L'atelier du 21 janvier 2015 : le langage en habits de fête

Après la visite de Dominique Bourgois le matin, Michel Volkovitch animait l’atelier du 21 janvier à l’ETL : de l’usage de la métrique en traduction.

par Lucie Roignant, stagiaire de la promotion 2015-2016

 

Michel Volkovitch ouvre la séance par des alexandrins à la gloire de l’ETL, qui ne sont autres qu’un détournement de l’Athalie de Racine. Ce « drogué des vers rythmés », comme il se définit lui-même, est venu essayer de traduire des vers avec nous. « Le vers avec son resserrement, nous dit-il, c’est le langage qui met ses habits de fête ». Michel Volkovitch adore en fabriquer, c’est une gymnastique amusante, austère mais voluptueuse.

Mais traduire des vers, à quoi ça rime ? On rencontre souvent des vers, des extraits de poèmes ou des chansonnettes en traduisant de la prose, et ne pas les traduire en vers reviendrait à dire une chanson sans sa musique. Le travail du vers dépasse le cadre de la poésie. Le vers, c’est la fondation de la maison, le rythme, la respiration du texte.

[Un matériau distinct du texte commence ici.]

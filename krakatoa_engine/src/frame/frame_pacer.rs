/// Frame pacing: per-frame fences and per-image semaphores.
///
/// Two independent counts are in play. Frames in flight (N) bound how far
/// the CPU may run ahead of the GPU: each has a fence. Swapchain images (M)
/// are chosen by the presentation engine: each has an acquire semaphore, a
/// render-finished semaphore and a slot in the occupancy map recording which
/// frame fence last rendered into it.
///
/// Per frame, in this order:
///
/// 1. [`advance_frame`](FramePacer::advance_frame)
/// 2. [`wait_for_current_frame`](FramePacer::wait_for_current_frame)
/// 3. acquire an image with [`next_acquire_semaphore`](FramePacer::next_acquire_semaphore),
///    then [`acquire_succeeded`](FramePacer::acquire_succeeded) once it signaled
/// 4. [`wait_for_image`](FramePacer::wait_for_image)
/// 5. [`set_image_fence`](FramePacer::set_image_fence)
/// 6. [`reset_current_fence`](FramePacer::reset_current_fence)
/// 7. record, submit, present
///
/// The acquire semaphore cannot be indexed by image because the image index
/// is only known after acquiring, so acquire semaphores rotate round-robin
/// through their own pool of M.

use std::sync::Arc;
use std::time::Duration;

use crate::error::{Error, Result};
use crate::gpu::{FenceHandle, FenceStatus, GpuDevice, GpuObject, Scoped, SemaphoreHandle};
use crate::utils::RingSlotSet;
use crate::{engine_debug, engine_error, engine_warn};

const SOURCE: &str = "krakatoa::frame";

/// Proof that the current frame slot's fence has signaled.
///
/// Only produced by [`FramePacer::wait_for_current_frame`]; the command
/// manager requires it before resetting the slot's command buffer.
#[derive(Debug, Clone, Copy, PartialEq, Eq)]
pub struct FrameSlotReady {
    slot: usize,
    fence: FenceHandle,
}

impl FrameSlotReady {
    pub(crate) fn new(slot: usize, fence: FenceHandle) -> Self {
        Self { slot, fence }
    }

    pub fn slot(&self) -> usize {
        self.slot
    }

    pub fn fence(&self) -> FenceHandle {
        self.fence
    }
}

/// Outcome of a bounded wait
#[derive(Debug, Clone, Copy, PartialEq, Eq)]
pub enum FrameWait<T> {
    Ready(T),
    /// The timeout expired; nothing was consumed and the wait may be retried
    Stalled,
}

struct ImageSync {
    acquire: Scoped<SemaphoreHandle>,
    render_finished: Scoped<SemaphoreHandle>,
    /// Fence of the frame that last rendered into this image
    owner: Option<FenceHandle>,
}

pub struct FramePacer {
    images: Vec<ImageSync>,
    frame_fences: RingSlotSet<Scoped<FenceHandle>>,
    acquire_cursor: usize,
    fence_timeout: Option<Duration>,
    device: Arc<dyn GpuDevice>,
}

impl FramePacer {
    /// Create `frames_in_flight` signaled fences and sync objects for
    /// `image_count` swapchain images. `fence_timeout` bounds every fence
    /// wait (`None` waits forever).
    pub fn new(
        device: Arc<dyn GpuDevice>,
        frames_in_flight: usize,
        image_count: u32,
        fence_timeout: Option<Duration>,
    ) -> Result<Self> {
        // Signaled so the first wait on each slot returns immediately
        let frame_fences = RingSlotSet::try_from_fn(frames_in_flight, |i| {
            let fence = device.create_fence(true).map_err(|e| {
                engine_error!(SOURCE, "Failed to create frame fence {}: {}", i, e);
                e
            })?;
            device.set_debug_name(GpuObject::Fence(fence), &format!("FrameFence[{}]", i));
            Ok(Scoped::new(&device, fence))
        })?;

        let images = Self::create_image_sync(&device, image_count)?;

        engine_debug!(
            SOURCE,
            "Frame pacer: {} frames in flight, {} swapchain images",
            frames_in_flight,
            image_count
        );

        Ok(Self { images, frame_fences, acquire_cursor: 0, fence_timeout, device })
    }

    fn create_image_sync(device: &Arc<dyn GpuDevice>, image_count: u32) -> Result<Vec<ImageSync>> {
        if image_count == 0 {
            return Err(Error::InvalidState("swapchain with no images".to_string()));
        }
        (0..image_count)
            .map(|i| -> Result<ImageSync> {
                let acquire = Scoped::new(device, device.create_semaphore()?);
                let render_finished = Scoped::new(device, device.create_semaphore()?);
                device.set_debug_name(GpuObject::Semaphore(acquire.get()), &format!("AcquireSemaphore[{}]", i));
                device.set_debug_name(
                    GpuObject::Semaphore(render_finished.get()),
                    &format!("RenderFinishedSemaphore[{}]", i),
                );
                Ok(ImageSync { acquire, render_finished, owner: None })
            })
            .collect::<Result<Vec<_>>>()
            .map_err(|e| {
                engine_error!(SOURCE, "Failed to create swapchain image semaphores: {}", e);
                e
            })
    }

    pub fn frames_in_flight(&self) -> usize {
        self.frame_fences.len()
    }

    pub fn image_count(&self) -> u32 {
        self.images.len() as u32
    }

    pub fn current_slot(&self) -> Option<usize> {
        self.frame_fences.current_index()
    }

    /// Move to the next frame-in-flight slot
    pub fn advance_frame(&mut self) -> usize {
        self.frame_fences.advance();
        self.frame_fences.current_index().unwrap_or(0)
    }

    pub fn current_fence(&self) -> Result<FenceHandle> {
        self.frame_fences.current().map(Scoped::get)
    }

    fn wait(&self, fence: FenceHandle, what: &str) -> Result<FenceStatus> {
        let status = self.device.wait_for_fence(fence, self.fence_timeout)?;
        if status == FenceStatus::TimedOut {
            engine_warn!(
                SOURCE,
                "{} fence not signaled after {:?}, GPU may be stalled",
                what,
                self.fence_timeout
            );
        }
        Ok(status)
    }

    /// Block until the current slot's previous submission has completed
    pub fn wait_for_current_frame(&self) -> Result<FrameWait<FrameSlotReady>> {
        let slot = self
            .frame_fences
            .current_index()
            .ok_or_else(|| Error::InvalidState("wait_for_current_frame before advance_frame".to_string()))?;
        let fence = self.current_fence()?;
        Ok(match self.wait(fence, "Frame")? {
            FenceStatus::Signaled => FrameWait::Ready(FrameSlotReady::new(slot, fence)),
            FenceStatus::TimedOut => FrameWait::Stalled,
        })
    }

    /// Semaphore for the next acquire (round-robin over the image count).
    ///
    /// Repeated calls return the same semaphore until
    /// [`acquire_succeeded`](Self::acquire_succeeded). An acquire that times
    /// out or finds the surface out of date signals nothing, so its
    /// semaphore is handed out again and the rotation stays in step with
    /// the frames that actually waited on it.
    pub fn next_acquire_semaphore(&self) -> SemaphoreHandle {
        self.images[self.acquire_cursor].acquire.get()
    }

    /// The semaphore from [`next_acquire_semaphore`](Self::next_acquire_semaphore)
    /// was signaled by an acquire; move the rotation on
    pub fn acquire_succeeded(&mut self) {
        self.acquire_cursor = (self.acquire_cursor + 1) % self.images.len();
    }

    fn image(&self, image_index: u32) -> Result<&ImageSync> {
        self.images.get(image_index as usize).ok_or_else(|| {
            Error::InvalidState(format!(
                "swapchain image {} out of range ({} images)",
                image_index,
                self.images.len()
            ))
        })
    }

    /// Block until the frame that last rendered into `image_index` has completed
    pub fn wait_for_image(&self, image_index: u32) -> Result<FrameWait<()>> {
        match self.image(image_index)?.owner {
            Some(fence) => Ok(match self.wait(fence, "Image")? {
                FenceStatus::Signaled => FrameWait::Ready(()),
                FenceStatus::TimedOut => FrameWait::Stalled,
            }),
            None => Ok(FrameWait::Ready(())),
        }
    }

    /// Record that the current frame now renders into `image_index`
    pub fn set_image_fence(&mut self, image_index: u32) -> Result<()> {
        let fence = self.current_fence()?;
        self.image(image_index)?;
        self.images[image_index as usize].owner = Some(fence);
        Ok(())
    }

    pub fn image_owner(&self, image_index: u32) -> Option<FenceHandle> {
        self.images.get(image_index as usize).and_then(|image| image.owner)
    }

    /// Unsignal the current fence right before it is submitted
    pub fn reset_current_fence(&self) -> Result<()> {
        self.device.reset_fence(self.current_fence()?)
    }

    pub fn render_finished_semaphore(&self, image_index: u32) -> Result<SemaphoreHandle> {
        Ok(self.image(image_index)?.render_finished.get())
    }

    /// Rebuild the per-image semaphores and occupancy map for a new
    /// swapchain. Frame fences are untouched.
    pub fn recreate_for_swapchain(&mut self, image_count: u32) -> Result<()> {
        self.device.device_wait_idle()?;
        // Old semaphores are released before the new ones exist
        self.images.clear();
        self.images = Self::create_image_sync(&self.device, image_count)?;
        self.acquire_cursor = 0;
        engine_debug!(SOURCE, "Frame pacer rebuilt for {} swapchain images", image_count);
        Ok(())
    }
}

impl Drop for FramePacer {
    fn drop(&mut self) {
        if let Err(e) = self.device.device_wait_idle() {
            engine_error!(SOURCE, "device_wait_idle failed while destroying frame sync objects: {}", e);
        }
    }
}

#[cfg(test)]
#[path = "frame_pacer_tests.rs"]
mod tests;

Apprendre à traduire le vers, c’est apprendre à mieux traduire la prose.

Pour présenter Michel Volkovitch, il nous faut tout d’abord dire qu’il est traducteur du grec, mais qu’il intervient également à Paris VII (master de traduction) et au Centre européen de Traduction littéraire de Bruxelles où il donne des séries d’ateliers d’écriture et enseigne la versification classique. Il a pour coutume d’embêter ses étudiants avec des exercices comme le poème à trous, les vers boiteux, le compte à rebours, les bouts rimés et, cerise sur le gâteau, la conversion de polars en sonnets (avec Jean-Patrick Manchette, par exemple).

Avant de nous faire traduire du grec, Michel Volkovitch a donc décidé de nous manger à l’une de ces sauces-là, histoire de s’échauffer un peu ! Il s’agira donc de plonger notre nez dans La Fontaine, odieusement transformé par notre intervenant de l’après-midi en poète boiteux : notre lecteur saura-t-il discerner le vrai du faux entre ces deux vers ?

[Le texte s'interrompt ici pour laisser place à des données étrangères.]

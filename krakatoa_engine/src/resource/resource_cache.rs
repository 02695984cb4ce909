/// Per-object uniform buffer cache with idle eviction.
///
/// Every drawn object gets a ring of persistently mapped uniform buffers, one
/// per frame in flight, each with its own descriptor set. Entries are not
/// reference counted. Instead each carries a death counter:
///
/// - it starts at `grace` when the entry is created
/// - every draw adds one
/// - every [`sweep`](ResourceCache::sweep) evicts entries at zero and
///   decrements the rest
///
/// An entry that is never drawn survives `grace` sweeps and is evicted on the
/// next one. An entry drawn once per sweep never reaches zero. The counter is
/// an approximation: an object drawn only every few frames with a small
/// `grace` can be evicted and recreated while still in use.
///
/// Evicted entries may still be referenced by frames in flight, so their
/// buffers and descriptor sets are only released `frames_in_flight` sweeps
/// later.

use std::sync::Arc;
use rustc_hash::FxHashMap;

use crate::error::{Error, Result};
use crate::gpu::{
    BufferDesc, BufferHandle, CommandBufferHandle, DescriptorSetHandle, GpuDevice, GpuObject,
    PipelineBinding, Scoped,
};
use crate::utils::RingSlotSet;
use crate::{engine_debug, engine_error, engine_trace};
use super::mesh_binding::MeshBinding;
use super::uniforms::ObjectId;

const SOURCE: &str = "krakatoa::resource";

/// Descriptor set index the per-object uniform block is bound at
pub const UNIFORM_SET_INDEX: u32 = 0;

struct UniformSlot {
    // Freed before the buffer it points at
    descriptor_set: Scoped<DescriptorSetHandle>,
    buffer: Scoped<BufferHandle>,
}

pub struct UniformEntry {
    slots: RingSlotSet<UniformSlot>,
    size: u64,
    death_counter: u32,
}

impl UniformEntry {
    pub fn size(&self) -> u64 {
        self.size
    }

    pub fn death_counter(&self) -> u32 {
        self.death_counter
    }

    /// Descriptor set the next draw binds
    pub fn current_descriptor_set(&self) -> Result<DescriptorSetHandle> {
        Ok(self.slots.current()?.descriptor_set.get())
    }

    /// Descriptor sets of every slot, in slot order
    pub fn descriptor_sets(&self) -> Vec<DescriptorSetHandle> {
        self.slots.iter().map(|slot| slot.descriptor_set.get()).collect()
    }

    pub fn buffers(&self) -> Vec<BufferHandle> {
        self.slots.iter().map(|slot| slot.buffer.get()).collect()
    }
}

struct RetiredEntry {
    _entry: UniformEntry,
    sweeps_left: usize,
}

pub struct ResourceCache {
    entries: FxHashMap<ObjectId, UniformEntry>,
    retired: Vec<RetiredEntry>,
    frames_in_flight: usize,
    grace: u32,
    device: Arc<dyn GpuDevice>,
}

impl ResourceCache {
    pub fn new(device: Arc<dyn GpuDevice>, frames_in_flight: usize, grace: u32) -> Result<Self> {
        if frames_in_flight == 0 {
            return Err(Error::InvalidState("uniform cache needs at least one frame in flight".to_string()));
        }
        Ok(Self {
            entries: FxHashMap::default(),
            retired: Vec::new(),
            frames_in_flight,
            grace,
            device,
        })
    }

    pub fn grace(&self) -> u32 {
        self.grace
    }

    /// Live entries (retired ones excluded)
    pub fn len(&self) -> usize {
        self.entries.len()
    }

    pub fn is_empty(&self) -> bool {
        self.entries.is_empty()
    }

    pub fn contains(&self, id: ObjectId) -> bool {
        self.entries.contains_key(&id)
    }

    pub fn death_counter(&self, id: ObjectId) -> Option<u32> {
        self.entries.get(&id).map(UniformEntry::death_counter)
    }

    /// Evicted entries whose resources are not yet released
    pub fn retired_len(&self) -> usize {
        self.retired.len()
    }

    /// Return the entry for `id`, allocating its ring on first use
    pub fn get_or_create(&mut self, id: ObjectId, size: u64) -> Result<&UniformEntry> {
        self.entry_mut(id, size).map(|entry| &*entry)
    }

    fn entry_mut(&mut self, id: ObjectId, size: u64) -> Result<&mut UniformEntry> {
        let Self { entries, frames_in_flight, grace, device, .. } = self;
        match entries.entry(id) {
            std::collections::hash_map::Entry::Occupied(occupied) => {
                let entry = occupied.into_mut();
                if entry.size != size {
                    return Err(Error::InvalidResource(format!(
                        "uniform block of object {} is {} bytes, requested {}",
                        id.0, entry.size, size
                    )));
                }
                Ok(entry)
            }
            std::collections::hash_map::Entry::Vacant(vacant) => {
                let entry = Self::create_entry(device, id, size, *frames_in_flight, *grace)?;
                Ok(vacant.insert(entry))
            }
        }
    }

    fn create_entry(
        device: &Arc<dyn GpuDevice>,
        id: ObjectId,
        size: u64,
        frames_in_flight: usize,
        grace: u32,
    ) -> Result<UniformEntry> {
        if size == 0 {
            return Err(Error::InvalidResource("zero-sized uniform block".to_string()));
        }
        let mut slots = RingSlotSet::try_from_fn(frames_in_flight, |i| {
            let buffer = Scoped::new(device, device.create_buffer(&BufferDesc::uniform(size))?);
            let descriptor_set = Scoped::new(device, device.allocate_uniform_set(buffer.get(), size)?);
            device.set_debug_name(GpuObject::Buffer(buffer.get()), &format!("Uniform[{}][{}]", id.0, i));
            Ok(UniformSlot { descriptor_set, buffer })
        })
        .map_err(|e| {
            engine_error!(SOURCE, "Failed to allocate uniform buffers for object {}: {}", id.0, e);
            e
        })?;
        slots.advance();

        engine_trace!(SOURCE, "Uniform entry for object {} ({} bytes x {})", id.0, size, frames_in_flight);
        Ok(UniformEntry { slots, size, death_counter: grace })
    }

    /// Write `uniforms` into the object's current slot, bind it and draw
    /// `mesh`. The pipeline must already be bound on `cmd`.
    pub fn draw<U: bytemuck::Pod>(
        &mut self,
        cmd: CommandBufferHandle,
        id: ObjectId,
        uniforms: &U,
        pipeline: &PipelineBinding,
        mesh: &MeshBinding,
    ) -> Result<()> {
        let bytes = bytemuck::bytes_of(uniforms);
        let size = bytes.len() as u64;
        let device = Arc::clone(&self.device);
        let entry = self.entry_mut(id, size)?;

        let slot = entry.slots.current()?;
        device.write_buffer(slot.buffer.get(), 0, bytes)?;
        device.flush_buffer(slot.buffer.get(), 0, size)?;
        device.cmd_bind_descriptor_set(cmd, pipeline.layout, UNIFORM_SET_INDEX, slot.descriptor_set.get());
        device.cmd_bind_vertex_buffer(cmd, mesh.vertex_buffer);
        match mesh.index_buffer {
            Some(index_buffer) => {
                device.cmd_bind_index_buffer(cmd, index_buffer);
                device.cmd_draw_indexed(cmd, mesh.index_count);
            }
            None => device.cmd_draw(cmd, mesh.vertex_count),
        }

        entry.slots.advance();
        entry.death_counter = entry.death_counter.saturating_add(1);
        Ok(())
    }

    /// Age every entry once; returns the number evicted
    pub fn sweep(&mut self) -> usize {
        // Entries evicted by earlier sweeps are released once no frame can
        // still reference them
        self.retired.retain_mut(|retired| {
            retired.sweeps_left -= 1;
            retired.sweeps_left > 0
        });

        let mut evicted = Vec::new();
        for (id, entry) in self.entries.iter_mut() {
            if entry.death_counter == 0 {
                evicted.push(*id);
            } else {
                entry.death_counter -= 1;
            }
        }

        for id in &evicted {
            if let Some(entry) = self.entries.remove(id) {
                engine_debug!(SOURCE, "Evicting uniform entry for object {}", id.0);
                self.retired.push(RetiredEntry { _entry: entry, sweeps_left: self.frames_in_flight });
            }
        }
        evicted.len()
    }
}

#[cfg(test)]
#[path = "resource_cache_tests.rs"]
mod tests;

  1. Ils jouaient un rôle d’acteurs en mon ouvrage
  2. Je les faisais servir d’acteurs en mon ouvrage

Vous l’avez senti vous aussi, n’est-ce pas ? Le premier vers est du faux La Fontaine, car dans la versification classique, le e muet en fin d’hémistiche est interdit, à moins qu’il ne précède une voyelle ! Au-delà de nous rappeler les règles classiques de la versification, cet exercice nous montre bien à quel point il est nécessaire que le traducteur « sente » le bon alexandrin, sache à coup sûr le distinguer du boiteux. Une fois ces bases assurées, Michel Volkovitch nous rappelle que l’alexandrin boiteux est lui aussi un excellent outil en traduction : Jacques Réda n’a-t-il pas détourné le vers classique pour décrire un chantier dans son poème Vue de Montparnasse ? Voilà bien la plus belle utilisation possible de la métrique.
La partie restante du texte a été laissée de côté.